→ **PROBLEM TO WORK ON**:
Give again, word for word, each line below starting at the one that contains "up-front choice; see" and ending at the one that contains "be chained in".

---- EXTRACTED ENTRIES

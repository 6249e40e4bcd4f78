#![allow(clippy::needless_doctest_main)]
//!
//! A discrete event simulation kernel.
//!
//! descore is the scheduling core of a network simulator: it represents
//! simulated time, executes time-stamped callbacks ("events") in strict
//! `(time, id)` order, and, in its parallel form, keeps multiple
//! cooperating simulation processes causally synchronized. Everything above
//! the kernel (nodes, channels, protocols) interacts with it solely through
//! scheduling calls.
//!
//! # Building a simple event simulation
//!
//! An engine is configured through a [`Builder`](crate::core::Builder) and
//! driven by scheduling closures. A closure receives the engine, so that it
//! can schedule follow-up events; no simulated time passes while it runs.
//!
//! ```
//! use descore::prelude::*;
//!
//! fn ping(rt: &mut Runtime) {
//!     if rt.now() < SimTime::millis(10) {
//!         rt.schedule(SimTime::millis(1), pong);
//!     }
//! }
//!
//! fn pong(rt: &mut Runtime) {
//!     if rt.now() < SimTime::millis(10) {
//!         rt.schedule(SimTime::millis(1), ping);
//!     }
//! }
//!
//! fn main() {
//!     let mut rt = Builder::seeded(123).build();
//!     rt.schedule(SimTime::ZERO, ping);
//!
//!     let summary = rt.run().unwrap();
//!     assert_eq!(summary.time, SimTime::millis(10));
//! }
//! ```
//!
//! Time is a signed 64-bit tick count against a process-wide resolution,
//! configured once via [`time::set_resolution`] and frozen by first use.
//! The queue structure backing an engine is equally an up-front choice; see
//! [`SchedulerKind`](crate::queue::SchedulerKind) for the available
//! structures and their tradeoffs.
//!
//! # Composing adapters
//!
//! Cross-cutting behaviors such as wall-clock pacing and per-event probes
//! live in [`adapter`] as decorators over the
//! [`Simulator`](crate::core::Simulator) contract, so they can be chained in
//! front of any engine without touching the run loop.
//!
//! # Parallel simulation
//!
//! The [`sync`] module synchronizes one engine per process over an abstract
//! message [`Transport`](crate::sync::Transport), either with barrier
//! rounds ([`WindowSimulator`](crate::sync::WindowSimulator)) or with
//! Chandy–Misra–Bryant null messages
//! ([`NullMessageSimulator`](crate::sync::NullMessageSimulator)). Both are
//! conservative: no process ever executes an event that a still-in-flight
//! message could precede.
//!

pub mod prelude;

pub mod adapter;
pub mod core;
pub mod error;
pub mod event;
pub mod queue;
pub mod sync;
pub mod time;
pub mod tracing;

--------

→ **WRITTEN ANSWER**:
//! The queue structure backing an engine is equally an up-front choice; see
//! [`SchedulerKind`](crate::queue::SchedulerKind) for the available
//! structures and their tradeoffs.
//!
//! # Composing adapters
//!
//! Cross-cutting behaviors such as wall-clock pacing and per-event probes
//! live in [`adapter`] as decorators over the
//! [`Simulator`](crate::core::Simulator) contract, so they can be chained in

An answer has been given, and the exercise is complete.